Better late than never. But the Sioux Falls Diocese has already installed a new priest in the Kingsbury County parishes, so, as Father Gallagher tells KSFY, "All options are open, the only option that's not open is returning to Kingsbury County."

Even in this surprise step toward a bittersweet victory, Father Gallagher remains humble:

Still shell shocked by the changing events, Gallagher tells me he is humbled by those who fought to give him this second chance. "I've done nothing to earn what came today" [Brian Allen, "DeSmet Priest Immigration Case Now Under Federal Review," KSFY.com, 2008.07.01].

Sometimes you eat the bear, sometimes the bear eats you... and sometimes everybody gets bit.

Sunday, June 29, 2008

Ná Díbrigí An t-Ath. Ó Gallchóir!

...don't deport Father Gallagher!

While reader Michael Blume (see correction at bottom of article) says people like me need to move to New York, a reader from Queens sends a token of appreciation:



Thanks for the bumper sticker, dear Celtic reader! I wish I could return the favor by publishing a Gaelic edition of the Madville Times, but we just don't have the staff... ;-)

Father Gallagher gave a wonderfully eloquent yet humble interview on SDPB Wednesday. Despite having every right to sound defiant and indignant, Father Gallagher spoke with nothing but love for his congregation and South Dakota, appreciation for all those who have rallied to his cause, and pure submission to God's will, wherever it may take him. (Readers, you can determine within your own theology whether you consider bungling by U.S. immigration officials as God's will.)

Father Gallagher also made special mention of Governor Rounds for taking a very active interest in the case and making calls to various officials trying to get them to come to their senses, process the papers, and stop Father Gallagher's deportation. Let's hope someone in Washington is listening!

p.s.: Here's proof positive that the sender of the bumper sticker is from New York... and has spectacular penmanship! "Lake Herman" never looked better in print.

Tuesday, June 24, 2008

Father Gallagher on SDPB Tomorrow

Father Cathal Gallagher of DeSmet faces deportation in one week, assuming the bureaucrats don't find the priest's permanent residency application that they lost in some desk in Washington, DC. The good father got some good press in that Sioux Falls paper on Sunday; now SDPB gives Father Gallagher a chance to tell his story on the air. Listen to Father Gallagher tomorrow (Wednesday) noon on Dakota Midday.

Monday, June 16, 2008

DeSmet Still Fighting for Priest, Getting Wider Press

No word from the feds yet on whether they'll 'fess up to their mistakes and let Father Cathal Gallagher keep preaching in Kingsbury County. The folks around DeSmet have been working hard to keep the government from deporting the Irish priest, gathering signatures, contacting our elected officials, and, according to the latest (June 9) update on the "Help Father" website, appealing to the regional immigration office in Nebraska for a re-opening of Father Gallagher's application for permanent residency.
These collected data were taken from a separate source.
impl WalkState {
    fn new(locations: &[SourceLocation]) -> Self {
        Self {
            next_id: 0,
            parsed: HashMap::new(),
            in_progress: HashMap::new(),
            failed: HashSet::new(),
            listed: locations
                .iter()
                .map(|loc| (loc.key(), loc.clone()))
                .collect(),
            deferred: Vec::new(),
            calls: Vec::new(),
            unresolved: Vec::new(),
            diagnostics: Vec::new(),
        }
    }

    fn mint(&mut self) -> NodeId {
        let id = NodeId(self.next_id);
        self.next_id += 1;
        id
    }
}

impl Default for GraphBuilder {
    fn default() -> Self {
        Self::new()
    }
}
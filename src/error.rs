//! Error types for cartograph.
//!
//! Build-time invariant breaches (`DuplicateId`, `DanglingParent`) and
//! serializer failures always propagate; per-location parse problems are
//! recovered by the builder in batch mode and reported as diagnostics
//! instead (see [`crate::parser::Diagnostic`]).

use std::path::PathBuf;

use thiserror::Error;

use crate::graph::NodeId;

/// All errors surfaced by the cartograph library.
#[derive(Debug, Error)]
pub enum CartoError {
    /// A source location could not be read from disk.
    #[error("failed to read {path}: {source}")]
    UnreadableLocation {
        path: PathBuf,
        #[source]
        source: std::io::Error,
    },

    /// A source location is not valid Python.
    #[error("syntax error in {file} at line {line}, column {column}: {detail}")]
    Grammar {
        file: String,
        line: usize,
        column: usize,
        detail: String,
    },

    /// A caller-supplied node id collides with an existing node.
    #[error("duplicate node id {0}")]
    DuplicateId(NodeId),

    /// A node was inserted with a parent that is not in the graph.
    #[error("node {node} references missing parent {parent}")]
    DanglingParent { node: NodeId, parent: NodeId },

    /// A save target directory or load source file does not exist.
    #[error("path not found: {0}")]
    PathNotFound(PathBuf),

    /// A document failed to parse or is missing required structure.
    #[error("malformed document: {0}")]
    MalformedDocument(String),

    /// A palette file failed validation.
    #[error("invalid palette: {0}")]
    InvalidPalette(String),

    /// Underlying filesystem failure while persisting or loading.
    #[error(transparent)]
    Io(#[from] std::io::Error),
}

/// Crate-wide result alias.
pub type Result<T> = std::result::Result<T, CartoError>;
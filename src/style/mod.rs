//! Rendering style resolution, independent of the graph layer.

pub mod palette;

pub use palette::{NodeStyle, Palette, PALETTE_FILE_NAME};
The Lincoln office held a hearing on the case last week and is expected to issue a ruling within days.

There's no guarantee this will help, but the case is getting some wider press. New York's Irish Voice and Irish Echo have picked up the story. The story gets coverage in Dublin's Irish Times and a mention from the venerable BBC. Let's hope some more positive attention comes Father Gallgher's way to stave off his July 1 deportation date.